◆ **Problem to solve**:
Reply with one number: the count of lines in the data that hold the string "struct".
═════ Extracted data
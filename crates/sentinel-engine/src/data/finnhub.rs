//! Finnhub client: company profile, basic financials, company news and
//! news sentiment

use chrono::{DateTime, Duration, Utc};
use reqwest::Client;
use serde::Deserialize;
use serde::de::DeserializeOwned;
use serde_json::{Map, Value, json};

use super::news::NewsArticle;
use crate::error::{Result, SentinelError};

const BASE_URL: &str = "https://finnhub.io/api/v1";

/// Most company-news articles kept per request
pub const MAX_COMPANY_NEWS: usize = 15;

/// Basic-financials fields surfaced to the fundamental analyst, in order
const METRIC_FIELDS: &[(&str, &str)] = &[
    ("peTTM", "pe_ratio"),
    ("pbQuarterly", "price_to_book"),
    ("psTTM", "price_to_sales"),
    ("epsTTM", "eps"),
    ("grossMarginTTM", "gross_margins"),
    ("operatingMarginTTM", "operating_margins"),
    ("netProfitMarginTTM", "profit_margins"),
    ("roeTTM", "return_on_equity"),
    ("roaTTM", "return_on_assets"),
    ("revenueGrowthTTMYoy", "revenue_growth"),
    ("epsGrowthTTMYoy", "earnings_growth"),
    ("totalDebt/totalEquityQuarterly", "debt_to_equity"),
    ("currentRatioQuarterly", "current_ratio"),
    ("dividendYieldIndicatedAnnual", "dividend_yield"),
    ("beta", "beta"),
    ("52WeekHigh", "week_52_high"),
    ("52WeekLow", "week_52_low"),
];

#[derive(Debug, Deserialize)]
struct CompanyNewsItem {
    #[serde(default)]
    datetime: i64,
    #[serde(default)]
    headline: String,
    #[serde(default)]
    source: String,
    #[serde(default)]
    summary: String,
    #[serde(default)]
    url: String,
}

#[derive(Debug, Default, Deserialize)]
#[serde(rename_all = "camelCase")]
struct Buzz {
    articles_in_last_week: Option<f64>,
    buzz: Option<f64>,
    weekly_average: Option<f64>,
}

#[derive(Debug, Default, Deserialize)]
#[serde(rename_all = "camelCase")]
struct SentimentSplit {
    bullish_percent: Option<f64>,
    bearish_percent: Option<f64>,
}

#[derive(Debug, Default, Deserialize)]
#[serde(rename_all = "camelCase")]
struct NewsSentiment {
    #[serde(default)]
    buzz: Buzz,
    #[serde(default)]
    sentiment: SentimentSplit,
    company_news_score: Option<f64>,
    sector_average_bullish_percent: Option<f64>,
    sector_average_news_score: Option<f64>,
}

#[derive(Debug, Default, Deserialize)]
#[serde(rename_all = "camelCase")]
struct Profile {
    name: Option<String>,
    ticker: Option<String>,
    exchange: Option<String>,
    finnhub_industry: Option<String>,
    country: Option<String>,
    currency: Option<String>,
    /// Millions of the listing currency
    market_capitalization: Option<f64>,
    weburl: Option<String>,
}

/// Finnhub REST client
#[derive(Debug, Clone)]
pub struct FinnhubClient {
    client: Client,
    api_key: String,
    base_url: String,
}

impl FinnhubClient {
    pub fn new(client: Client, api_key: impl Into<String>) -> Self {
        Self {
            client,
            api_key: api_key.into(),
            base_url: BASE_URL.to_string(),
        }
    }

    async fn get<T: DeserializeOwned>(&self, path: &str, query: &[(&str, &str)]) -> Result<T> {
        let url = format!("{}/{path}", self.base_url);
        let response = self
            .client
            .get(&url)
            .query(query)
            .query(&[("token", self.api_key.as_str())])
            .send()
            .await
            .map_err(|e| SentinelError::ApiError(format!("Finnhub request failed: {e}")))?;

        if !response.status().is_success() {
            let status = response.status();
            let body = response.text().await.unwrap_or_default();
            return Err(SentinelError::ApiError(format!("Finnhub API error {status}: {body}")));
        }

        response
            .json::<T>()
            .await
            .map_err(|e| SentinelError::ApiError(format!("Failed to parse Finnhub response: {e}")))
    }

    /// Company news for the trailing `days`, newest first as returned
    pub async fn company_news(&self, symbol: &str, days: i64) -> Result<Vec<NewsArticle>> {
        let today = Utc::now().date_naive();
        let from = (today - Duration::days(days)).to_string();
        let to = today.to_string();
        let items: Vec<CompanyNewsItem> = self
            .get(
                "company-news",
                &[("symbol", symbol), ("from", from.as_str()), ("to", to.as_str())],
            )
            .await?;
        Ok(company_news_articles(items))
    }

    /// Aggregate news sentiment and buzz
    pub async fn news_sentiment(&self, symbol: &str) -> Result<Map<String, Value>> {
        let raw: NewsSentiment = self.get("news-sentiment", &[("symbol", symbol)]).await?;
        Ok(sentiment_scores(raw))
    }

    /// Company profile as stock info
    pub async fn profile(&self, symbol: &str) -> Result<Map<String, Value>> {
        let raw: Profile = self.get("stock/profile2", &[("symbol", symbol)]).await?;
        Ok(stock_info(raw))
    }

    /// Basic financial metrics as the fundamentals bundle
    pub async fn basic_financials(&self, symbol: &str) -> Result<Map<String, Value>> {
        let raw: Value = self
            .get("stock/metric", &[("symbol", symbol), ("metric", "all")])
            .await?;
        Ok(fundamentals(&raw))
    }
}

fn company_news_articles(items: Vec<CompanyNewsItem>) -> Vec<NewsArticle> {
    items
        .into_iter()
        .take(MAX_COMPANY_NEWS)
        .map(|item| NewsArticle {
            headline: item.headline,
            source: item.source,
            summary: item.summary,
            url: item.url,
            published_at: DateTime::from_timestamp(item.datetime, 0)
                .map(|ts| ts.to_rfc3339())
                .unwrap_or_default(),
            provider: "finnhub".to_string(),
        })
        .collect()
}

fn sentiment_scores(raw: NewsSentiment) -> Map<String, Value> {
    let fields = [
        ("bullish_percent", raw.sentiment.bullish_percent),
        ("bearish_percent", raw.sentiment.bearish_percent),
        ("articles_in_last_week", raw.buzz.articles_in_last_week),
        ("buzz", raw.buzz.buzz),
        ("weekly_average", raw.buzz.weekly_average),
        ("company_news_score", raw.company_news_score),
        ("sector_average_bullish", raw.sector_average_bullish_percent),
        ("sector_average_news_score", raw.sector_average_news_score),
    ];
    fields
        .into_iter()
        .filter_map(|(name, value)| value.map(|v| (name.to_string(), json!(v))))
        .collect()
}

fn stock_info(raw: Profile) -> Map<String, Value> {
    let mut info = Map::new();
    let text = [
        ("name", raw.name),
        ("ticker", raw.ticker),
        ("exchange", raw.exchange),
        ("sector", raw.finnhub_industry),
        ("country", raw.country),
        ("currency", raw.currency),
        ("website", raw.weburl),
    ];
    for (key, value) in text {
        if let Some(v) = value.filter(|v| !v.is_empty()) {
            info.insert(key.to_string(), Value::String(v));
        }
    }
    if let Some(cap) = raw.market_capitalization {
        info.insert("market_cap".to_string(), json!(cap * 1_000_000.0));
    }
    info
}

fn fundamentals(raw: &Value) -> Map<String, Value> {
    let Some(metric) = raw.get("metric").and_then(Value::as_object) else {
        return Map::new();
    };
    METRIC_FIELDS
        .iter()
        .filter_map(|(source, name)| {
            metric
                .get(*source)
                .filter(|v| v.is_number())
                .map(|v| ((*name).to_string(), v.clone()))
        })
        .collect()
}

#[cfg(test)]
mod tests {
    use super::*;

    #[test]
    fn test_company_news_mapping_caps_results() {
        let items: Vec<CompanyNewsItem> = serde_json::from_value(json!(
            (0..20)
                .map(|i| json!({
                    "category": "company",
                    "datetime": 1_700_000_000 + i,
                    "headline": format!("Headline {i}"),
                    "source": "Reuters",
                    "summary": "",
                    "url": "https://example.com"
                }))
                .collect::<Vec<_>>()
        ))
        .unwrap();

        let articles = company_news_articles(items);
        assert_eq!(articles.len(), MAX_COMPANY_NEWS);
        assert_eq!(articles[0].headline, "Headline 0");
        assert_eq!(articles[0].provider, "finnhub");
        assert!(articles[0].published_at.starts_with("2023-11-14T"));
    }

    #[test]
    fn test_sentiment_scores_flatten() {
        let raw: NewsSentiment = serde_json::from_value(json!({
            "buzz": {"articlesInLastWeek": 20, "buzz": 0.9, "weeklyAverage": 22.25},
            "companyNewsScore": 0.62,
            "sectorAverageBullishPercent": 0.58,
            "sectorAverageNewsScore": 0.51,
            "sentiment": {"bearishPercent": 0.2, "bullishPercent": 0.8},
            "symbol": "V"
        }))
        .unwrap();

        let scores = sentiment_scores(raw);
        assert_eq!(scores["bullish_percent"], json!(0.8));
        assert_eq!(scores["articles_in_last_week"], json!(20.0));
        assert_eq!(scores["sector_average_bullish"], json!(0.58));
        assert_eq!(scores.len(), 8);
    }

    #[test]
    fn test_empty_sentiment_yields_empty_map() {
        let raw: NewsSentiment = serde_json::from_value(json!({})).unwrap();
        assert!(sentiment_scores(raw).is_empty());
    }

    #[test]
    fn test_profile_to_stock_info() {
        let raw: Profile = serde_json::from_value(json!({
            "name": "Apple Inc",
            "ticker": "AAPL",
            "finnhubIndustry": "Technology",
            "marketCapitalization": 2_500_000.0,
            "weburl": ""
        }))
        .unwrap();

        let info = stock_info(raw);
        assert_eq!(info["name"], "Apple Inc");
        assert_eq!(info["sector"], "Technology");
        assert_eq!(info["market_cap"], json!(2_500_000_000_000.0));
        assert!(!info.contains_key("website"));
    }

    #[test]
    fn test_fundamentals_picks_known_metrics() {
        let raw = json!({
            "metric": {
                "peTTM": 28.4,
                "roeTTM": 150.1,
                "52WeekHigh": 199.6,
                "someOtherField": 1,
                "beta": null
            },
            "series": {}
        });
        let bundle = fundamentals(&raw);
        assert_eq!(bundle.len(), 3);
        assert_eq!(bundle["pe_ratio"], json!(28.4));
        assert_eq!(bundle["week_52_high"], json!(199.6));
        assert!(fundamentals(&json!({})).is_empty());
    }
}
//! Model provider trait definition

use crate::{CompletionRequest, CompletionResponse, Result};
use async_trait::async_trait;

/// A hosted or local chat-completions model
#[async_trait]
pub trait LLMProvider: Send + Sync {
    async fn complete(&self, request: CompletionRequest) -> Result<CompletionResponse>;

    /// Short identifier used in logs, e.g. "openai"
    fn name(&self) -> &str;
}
══════════
◆ **Answer to this task**:
6